If Clare had seen what then passed in Tommy’s mind, at the back of those glistening ferret-eyes of his, he would have been almost reconciled to taking the man’s advice, and getting rid of him. Tommy was saying to himself that his pal wasn’t such a duffer after all—he was on the lay for the man’s tools!
Tommy never reasoned except in the direction of cunning self-help—of fitting means and intermediate ends to the one main object of eating. It is wonderful what a sharpener of the poor wits hunger is!

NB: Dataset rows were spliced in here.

impl Compiler {
    pub fn new() -> Self {
        Self { contexts: vec![FunctionCtx::new(FunctionKind::Script, None)], diagnostics: Vec::new() }
    }

    pub fn compile(mut self, program: &Program) -> Result<VFunction, CompileError> {
        for stmt in &program.statements {
            self.statement(stmt);
        }
        let mut chunk = self.contexts.pop().expect("script context always present").chunk;
        if !matches!(chunk.ops.last(), Some(Op::Return)) {
            chunk.push_op(Op::Nil, 0);
            chunk.push_op(Op::Return, 0);
        }
        if self.diagnostics.is_empty() {
            Ok(VFunction { arity: 0, name: None, chunk })
        } else {
            Err(CompileError(self.diagnostics))
        }
    }

    fn current(&mut self) -> &mut FunctionCtx {
        self.contexts.last_mut().expect("at least one function context")
    }

    fn chunk(&mut self) -> &mut Chunk {
        &mut self.current().chunk
    }

    fn error(&mut self, line: u32, message: impl Into<String>) {
        self.diagnostics.push(Diagnostic::new(line, message.into()));
    }

    // --- statements ---

    fn statement(&mut self, stmt: &Stmt) {
        match stmt {
            Stmt::Expr { expr, line } => {
                self.expression(expr);
                self.chunk().push_op(Op::Pop, *line);
            }
            Stmt::Let { name, init, line } => self.let_statement(name, init.as_ref(), *line),
            Stmt::Print { expr, line } => {
                self.expression(expr);
                self.chunk().push_op(Op::Print, *line);
            }
            Stmt::Block { body, .. } => {
                self.begin_scope();
                for s in body {
                    self.statement(s);
                }
                self.end_scope(body.last().map_or(0, |s| s.line()));
            }
            Stmt::If { cond, then_branch, else_branch, line } => self.if_statement(cond, then_branch, else_branch.as_deref(), *line),
            Stmt::While { cond, body, line } => self.while_statement(cond, body, *line),
            Stmt::Return { value, line } => self.return_statement(value.as_ref(), *line),
            Stmt::Function { name, params, body, line } => self.function_statement(name, params, body, *line),
        }
    }

    fn let_statement(&mut self, name: &str, init: Option<&Expr>, line: u32) {
        match init {
            Some(expr) => self.expression(expr),
            None => {
                self.chunk().push_op(Op::Nil, line);
            }
        }
        self.declare_variable(name, line);
        if self.current().scope_depth > 0 {
            self.mark_initialized();
            return;
        }
        let ix = self.identifier_constant(name);
        self.chunk().push_op(Op::DefineGlobal(ix), line);
    }

    fn if_statement(&mut self, cond: &Expr, then_branch: &[Stmt], else_branch: Option<&[Stmt]>, line: u32) {
        self.expression(cond);
        let then_jump = self.emit_placeholder_jump(Op::JumpIfFalse(0), line);
        self.chunk().push_op(Op::Pop, line);
        self.begin_scope();
        for s in then_branch {
            self.statement(s);
        }
        self.end_scope(line);
        let else_jump = self.emit_placeholder_jump(Op::Jump(0), line);
        self.patch_jump(then_jump);
        self.chunk().push_op(Op::Pop, line);
        if let Some(else_branch) = else_branch {
            self.begin_scope();
            for s in else_branch {
                self.statement(s);
            }
            self.end_scope(line);
        }
        self.patch_jump(else_jump);
    }

    fn while_statement(&mut self, cond: &Expr, body: &[Stmt], line: u32) {
        let loop_start = self.chunk().ops.len();
        self.expression(cond);
        let exit_jump = self.emit_placeholder_jump(Op::JumpIfFalse(0), line);
        self.chunk().push_op(Op::Pop, line);
        self.begin_scope();
        for s in body {
            self.statement(s);
        }
        self.end_scope(line);
        self.emit_loop(loop_start, line);
        self.patch_jump(exit_jump);
        self.chunk().push_op(Op::Pop, line);
    }

    fn return_statement(&mut self, value: Option<&Expr>, line: u32) {
        if self.current().kind == FunctionKind::Script {
            self.error(line, "Cannot return from top-level code");
        }
        match value {
            Some(expr) => self.expression(expr),
            None => {
                self.chunk().push_op(Op::Nil, line);
            }
        }
        self.chunk().push_op(Op::Return, line);
    }

    fn function_statement(&mut self, name: &str, params: &[String], body: &[Stmt], line: u32) {
        self.declare_variable(name, line);
        if self.current().scope_depth > 0 {
            self.mark_initialized();
        }

        self.contexts.push(FunctionCtx::new(FunctionKind::Function, Some(name.to_string())));
        self.current().scope_depth += 1;
        if params.len() > 255 {
            self.error(line, "Too many parameters");
        }
        self.current().arity = params.len().min(255) as u8;
        for param in params {
            self.declare_variable(param, line);
            self.mark_initialized();
        }
        for stmt in body {
            self.statement(stmt);
        }
        if !matches!(self.chunk().ops.last(), Some(Op::Return)) {
            self.chunk().push_op(Op::Nil, line);
            self.chunk().push_op(Op::Return, line);
        }
        let ctx = self.contexts.pop().expect("pushed function context above");
        let function = VFunction { arity: ctx.arity, name: Some(Rc::new(VString::new(name.to_string()))), chunk: ctx.chunk };
        let const_ix = self.add_const(Value::function(function), line);
        self.chunk().push_op(Op::Constant(const_ix), line);

        // Local case: the constant just pushed *is* the local's value: the
        // declare/mark above already reserved its slot. Global case: bind it.
        if self.current().scope_depth == 0 {
            let ix = self.identifier_constant(name);
            self.chunk().push_op(Op::DefineGlobal(ix), line);
        }
    }

    // --- expressions ---

    fn expression(&mut self, expr: &Expr) {
        match expr {
            Expr::Number { value, line } => {
                let ix = self.add_const(Value::Number(*value), *line);
                self.chunk().push_op(Op::Constant(ix), *line);
            }
            Expr::Str { line, .. } => {
                self.error(*line, "String literals are not supported");
            }
            Expr::Bool { value, line } => {
                self.chunk().push_op(if *value { Op::True } else { Op::False }, *line);
            }
            Expr::Nil { line } => {
                self.chunk().push_op(Op::Nil, *line);
            }
            Expr::Identifier { name, line } => self.resolve_and_get(name, *line),
            Expr::Assign { name, value, line } => {
                self.expression(value);
                self.resolve_and_set(name, *line);
            }
            Expr::Unary { op, operand, line } => {
                self.expression(operand);
                match op {
                    UnaryOp::Negate => self.chunk().push_op(Op::Negate, *line),
                    UnaryOp::Not => self.chunk().push_op(Op::Not, *line),
                };
            }
            Expr::Binary { op, left, right, line } => {
                self.expression(left);
                self.expression(right);
                let op = match op {
                    BinaryOp::Add => Op::Add,
                    BinaryOp::Sub => Op::Sub,
                    BinaryOp::Mul => Op::Mul,
                    BinaryOp::Div => Op::Div,
                    BinaryOp::Mod => Op::Modulo,
                    BinaryOp::Equal => Op::Equal,
                    BinaryOp::Less => Op::Less,
                    BinaryOp::Greater => Op::Greater,
                    BinaryOp::NotEqual => {
                        self.chunk().push_op(Op::Equal, *line);
                        self.chunk().push_op(Op::Not, *line);
                        return;
                    }
                    BinaryOp::LessEqual => {
                        self.chunk().push_op(Op::Greater, *line);
                        self.chunk().push_op(Op::Not, *line);
                        return;
                    }
                    BinaryOp::GreaterEqual => {
                        self.chunk().push_op(Op::Less, *line);
                        self.chunk().push_op(Op::Not, *line);
                        return;
                    }
                };
                self.chunk().push_op(op, *line);
            }
            Expr::Logical { op, left, right, line } => match op {
                LogicalOp::And => {
                    self.expression(left);
                    let end_jump = self.emit_placeholder_jump(Op::JumpIfFalse(0), *line);
                    self.chunk().push_op(Op::Pop, *line);
                    self.expression(right);
                    self.patch_jump(end_jump);
                }
                LogicalOp::Or => {
                    self.expression(left);
                    let else_jump = self.emit_placeholder_jump(Op::JumpIfFalse(0), *line);
                    let end_jump = self.emit_placeholder_jump(Op::Jump(0), *line);
                    self.patch_jump(else_jump);
                    self.chunk().push_op(Op::Pop, *line);
                    self.expression(right);
                    self.patch_jump(end_jump);
                }
            },
            Expr::Call { callee, args, line } => {
                self.expression(callee);
                if args.len() > 255 {
                    self.error(*line, "Too many arguments");
                }
                for arg in args {
                    self.expression(arg);
                }
                self.chunk().push_op(Op::Call(args.len().min(255) as u8), *line);
            }
        }
    }

    // --- locals / globals ---

    fn begin_scope(&mut self) {
        self.current().scope_depth += 1;
    }

    fn end_scope(&mut self, line: u32) {
        let depth = {
            let ctx = self.current();
            ctx.scope_depth -= 1;
            ctx.scope_depth
        };
        let mut pops = 0usize;
        {
            let ctx = self.current();
            while matches!(ctx.locals.last(), Some(l) if l.depth.is_some_and(|d| d > depth)) {
                ctx.locals.pop();
                pops += 1;
            }
        }
        for _ in 0..pops {
            self.chunk().push_op(Op::Pop, line);
        }
    }

    /// Declares `name` in the current scope. At top level (`scope_depth ==
    /// 0`) this is a no-op; global names are resolved by content at
    /// runtime, not by compile-time slot.
    fn declare_variable(&mut self, name: &str, line: u32) {
        let scope_depth = self.current().scope_depth;
        if scope_depth == 0 {
            return;
        }
        let duplicate = {
            let ctx = self.current();
            let mut found = false;
            for local in ctx.locals.iter().rev() {
                if local.depth.is_some_and(|d| d < scope_depth) {
                    break;
                }
                if local.name == name {
                    found = true;
                    break;
                }
            }
            found
        };
        if duplicate {
            self.error(line, "Already a variable with this name in this scope");
            return;
        }
        let too_many = self.current().locals.len() >= MAX_LOCALS;
        if too_many {
            self.error(line, "Too many local variables in function");
            return;
        }
        self.current().locals.push(Local { name: name.to_string(), depth: None });
    }

    fn mark_initialized(&mut self) {
        let ctx = self.current();
        if ctx.scope_depth == 0 {
            return;
        }
        let depth = ctx.scope_depth;
        if let Some(local) = ctx.locals.last_mut() {
            local.depth = Some(depth);
        }
    }

    fn resolve_local(&self, name: &str) -> LocalResolution {
        let ctx = self.contexts.last().expect("current context");
        for (i, local) in ctx.locals.iter().enumerate().rev() {
            if local.name == name {
                return match local.depth {
                    Some(_) => LocalResolution::Found(i as u8),
                    None => LocalResolution::Uninitialized,
                };
            }
        }
        LocalResolution::NotFound
    }

    fn resolve_and_get(&mut self, name: &str, line: u32) {
        match self.resolve_local(name) {
            LocalResolution::Uninitialized => {
                self.error(line, "Can't read local variable in its own initializer");
            }
            LocalResolution::Found(slot) => {
                self.chunk().push_op(Op::GetLocal(slot), line);
            }
            LocalResolution::NotFound => {
                let ix = self.identifier_constant(name);
                self.chunk().push_op(Op::GetGlobal(ix), line);
            }
        }
    }

    fn resolve_and_set(&mut self, name: &str, line: u32) {
        match self.resolve_local(name) {
            LocalResolution::Uninitialized => {
                self.error(line, "Can't read local variable in its own initializer");
            }
            LocalResolution::Found(slot) => {
                self.chunk().push_op(Op::SetLocal(slot), line);
            }
            LocalResolution::NotFound => {
                let ix = self.identifier_constant(name);
                self.chunk().push_op(Op::SetGlobal(ix), line);
            }
        }
    }

    fn identifier_constant(&mut self, name: &str) -> u8 {
        self.add_const(Value::string(name.to_string()), 0)
    }

    fn add_const(&mut self, value: Value, line: u32) -> u8 {
        match self.chunk().add_const(value) {
            Ok(ix) => ix,
            Err(_) => {
                self.error(line, "Too many constants in one chunk");
                0
            }
        }
    }

    // --- jumps ---

    fn emit_placeholder_jump(&mut self, placeholder: Op, line: u32) -> usize {
        self.chunk().push_op(placeholder, line)
    }

    fn patch_jump(&mut self, at: usize) {
        let chunk = self.chunk();
        let offset = chunk.ops.len() - at - 1;
        if offset > u16::MAX as usize {
            self.error(0, "Too much code to jump over");
            return;
        }
        let offset = offset as u16;
        match &mut self.chunk().ops[at] {
            Op::Jump(o) | Op::JumpIfFalse(o) => *o = offset,
            _ => unreachable!("patch_jump target must be a placeholder jump"),
        }
    }

    fn emit_loop(&mut self, loop_start: usize, line: u32) {
        let pc = self.chunk().push_op(Op::Loop(0), line);
        let offset = pc - loop_start + 1;
        if offset > u16::MAX as usize {
            self.error(line, "Loop body too large");
            return;
        }
        if let Op::Loop(o) = &mut self.chunk().ops[pc] {
            *o = offset as u16;
        }
    }
}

“I guess I’m the abler-bodied pauper!” answered the man; and picking up the bag he had dropped at his feet while they conversed, he walked away.
There are many more generous persons among the poor than among the rich—a fact that might help some to understand how a rich man should find it hard to enter into the kingdom of heaven. It is hard for everybody, but harder for the rich. Men who strive to make money are unconsciously pulling instead of pushing at the heavy gate of the kingdom.
“Tommy!” said Clare, in a tone new to himself, for a new sense of moral protection had risen in him, “if ever you steal anything again, either I give you a hiding, or you and I part company.”
Tommy bored his knuckles into his red eyes, and began to whimper. Again it was hard for Tommy! He had followed Clare, thinking to supply what was lacking to him; to do for him what he was not clever enough to do for himself; in short, to make an advantageous partnership with him, to which he should furnish the faculty of picking up unconsidered trifles. Tommy judged Clare defective in intellect, and quite unpractical. He was of the mind of the multitude. The common-minded man always calls the man who thinks of righteousness before gain, who seeks to do the will of God and does not seek to make a fortune, unpractical. He will not see that the very essence of the practical lies in doing the right thing.
Tommy, in a semi-conscious way, had looked to Clare to supply the strength and the innocent look, while he supplied the head and the lively fingers; and here was Clare knocking the lovely plan to pieces! He did well to be angry! But Clare was the stronger; and Tommy knew that when Clare was roused, though it was not easy to rouse him, he could and would and did fight—not, indeed, as the little coward said to himself he could fight, like a wild cat—but like a blundering hornless old cow defending her calf from a cur.
In the heart of all his selfishness, however, Tommy did a little love Clare; and his love came, not from Tommy, but from the same source as his desire for food, namely, from the God that was in Tommy, the God in whom Tommy lived and had his being with Clare. Whether Tommy’s love for Clare would one day lift him up beside Clare, that is, make him an honest boy like Clare, remained to be seen.
Finding his demonstration make no impression, Tommy took his knuckles out of his eye-holes and thrust them into his pocket-holes, turned his back on his friend, and began to whistle—with a lump of self-pity in his throat.